§ **Work required**
Transcribe exactly the lines that fall between the one holding "and per-command handlers" and the one holding "fn default() ->", inclusive, from the entries below.

§ **Exercise data**
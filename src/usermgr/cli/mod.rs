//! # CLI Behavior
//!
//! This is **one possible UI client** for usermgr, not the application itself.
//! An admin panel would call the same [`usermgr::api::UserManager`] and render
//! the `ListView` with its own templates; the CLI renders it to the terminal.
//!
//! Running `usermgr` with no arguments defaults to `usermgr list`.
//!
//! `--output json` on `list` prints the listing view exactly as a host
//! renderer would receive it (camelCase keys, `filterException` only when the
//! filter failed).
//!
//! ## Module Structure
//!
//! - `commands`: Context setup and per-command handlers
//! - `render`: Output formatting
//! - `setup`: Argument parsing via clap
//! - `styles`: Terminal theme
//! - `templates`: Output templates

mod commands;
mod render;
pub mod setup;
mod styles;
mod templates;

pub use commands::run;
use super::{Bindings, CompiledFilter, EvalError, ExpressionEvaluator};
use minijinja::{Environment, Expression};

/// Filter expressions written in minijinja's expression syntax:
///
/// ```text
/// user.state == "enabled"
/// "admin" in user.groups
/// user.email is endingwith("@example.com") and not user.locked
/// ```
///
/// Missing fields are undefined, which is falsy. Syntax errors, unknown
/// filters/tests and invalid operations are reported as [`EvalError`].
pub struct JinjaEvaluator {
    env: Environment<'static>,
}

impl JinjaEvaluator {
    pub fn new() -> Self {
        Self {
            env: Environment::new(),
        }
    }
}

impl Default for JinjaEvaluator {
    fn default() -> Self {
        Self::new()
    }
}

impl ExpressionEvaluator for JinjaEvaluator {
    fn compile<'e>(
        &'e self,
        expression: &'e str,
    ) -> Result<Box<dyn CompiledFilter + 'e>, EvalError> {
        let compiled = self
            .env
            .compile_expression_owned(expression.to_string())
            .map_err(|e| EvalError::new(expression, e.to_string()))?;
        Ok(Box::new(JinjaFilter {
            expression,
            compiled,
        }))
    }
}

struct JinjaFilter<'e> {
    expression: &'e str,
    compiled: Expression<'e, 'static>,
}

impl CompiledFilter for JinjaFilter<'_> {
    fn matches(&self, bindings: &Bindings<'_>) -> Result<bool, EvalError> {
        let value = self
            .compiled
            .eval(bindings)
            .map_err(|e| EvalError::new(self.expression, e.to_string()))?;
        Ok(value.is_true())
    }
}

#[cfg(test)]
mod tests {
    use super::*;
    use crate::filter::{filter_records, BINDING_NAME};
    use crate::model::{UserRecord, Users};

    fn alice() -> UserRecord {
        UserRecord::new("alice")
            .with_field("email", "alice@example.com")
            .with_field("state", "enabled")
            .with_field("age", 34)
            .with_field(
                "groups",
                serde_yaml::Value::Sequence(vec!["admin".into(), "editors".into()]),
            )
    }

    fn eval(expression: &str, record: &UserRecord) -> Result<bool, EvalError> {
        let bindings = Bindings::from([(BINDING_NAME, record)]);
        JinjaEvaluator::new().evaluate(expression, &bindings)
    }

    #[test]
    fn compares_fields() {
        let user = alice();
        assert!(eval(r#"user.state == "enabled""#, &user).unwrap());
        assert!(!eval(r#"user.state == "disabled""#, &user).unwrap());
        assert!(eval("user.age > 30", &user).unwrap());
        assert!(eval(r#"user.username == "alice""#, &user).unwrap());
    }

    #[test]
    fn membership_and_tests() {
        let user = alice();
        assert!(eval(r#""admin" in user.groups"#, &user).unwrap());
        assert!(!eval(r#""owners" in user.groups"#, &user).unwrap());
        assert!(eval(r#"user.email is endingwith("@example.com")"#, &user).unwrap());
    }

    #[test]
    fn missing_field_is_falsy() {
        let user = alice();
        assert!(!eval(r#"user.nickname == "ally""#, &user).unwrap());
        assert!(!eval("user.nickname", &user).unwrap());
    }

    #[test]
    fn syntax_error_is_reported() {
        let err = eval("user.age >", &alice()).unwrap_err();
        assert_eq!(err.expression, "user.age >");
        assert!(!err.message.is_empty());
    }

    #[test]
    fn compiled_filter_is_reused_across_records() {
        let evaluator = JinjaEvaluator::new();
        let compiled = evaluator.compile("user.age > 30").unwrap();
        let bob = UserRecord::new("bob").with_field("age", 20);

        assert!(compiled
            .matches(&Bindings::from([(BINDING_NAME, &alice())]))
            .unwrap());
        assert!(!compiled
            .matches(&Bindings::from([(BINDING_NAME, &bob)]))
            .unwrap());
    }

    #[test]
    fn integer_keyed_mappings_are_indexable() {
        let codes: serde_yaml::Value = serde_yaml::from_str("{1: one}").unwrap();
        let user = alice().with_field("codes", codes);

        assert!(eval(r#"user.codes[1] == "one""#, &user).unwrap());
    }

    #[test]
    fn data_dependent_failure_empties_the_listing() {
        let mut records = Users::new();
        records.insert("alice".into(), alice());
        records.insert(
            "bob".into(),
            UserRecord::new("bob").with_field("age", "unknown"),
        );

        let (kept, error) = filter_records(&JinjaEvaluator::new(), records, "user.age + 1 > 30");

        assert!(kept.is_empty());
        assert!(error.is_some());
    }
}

§ **Task result**
//! - `commands`: Context setup and per-command handlers
//! - `render`: Output formatting
//! - `setup`: Argument parsing via clap
//! - `styles`: Terminal theme
//! - `templates`: Output templates

mod commands;
mod render;
pub mod setup;
mod styles;
mod templates;

pub use commands::run;
use super::{Bindings, CompiledFilter, EvalError, ExpressionEvaluator};
use minijinja::{Environment, Expression};

/// Filter expressions written in minijinja's expression syntax:
///
/// ```text
/// user.state == "enabled"
/// "admin" in user.groups
/// user.email is endingwith("@example.com") and not user.locked
/// ```
///
/// Missing fields are undefined, which is falsy. Syntax errors, unknown
/// filters/tests and invalid operations are reported as [`EvalError`].
pub struct JinjaEvaluator {
    env: Environment<'static>,
}

impl JinjaEvaluator {
    pub fn new() -> Self {
        Self {
            env: Environment::new(),
        }
    }
}

impl Default for JinjaEvaluator {
    fn default() -> Self {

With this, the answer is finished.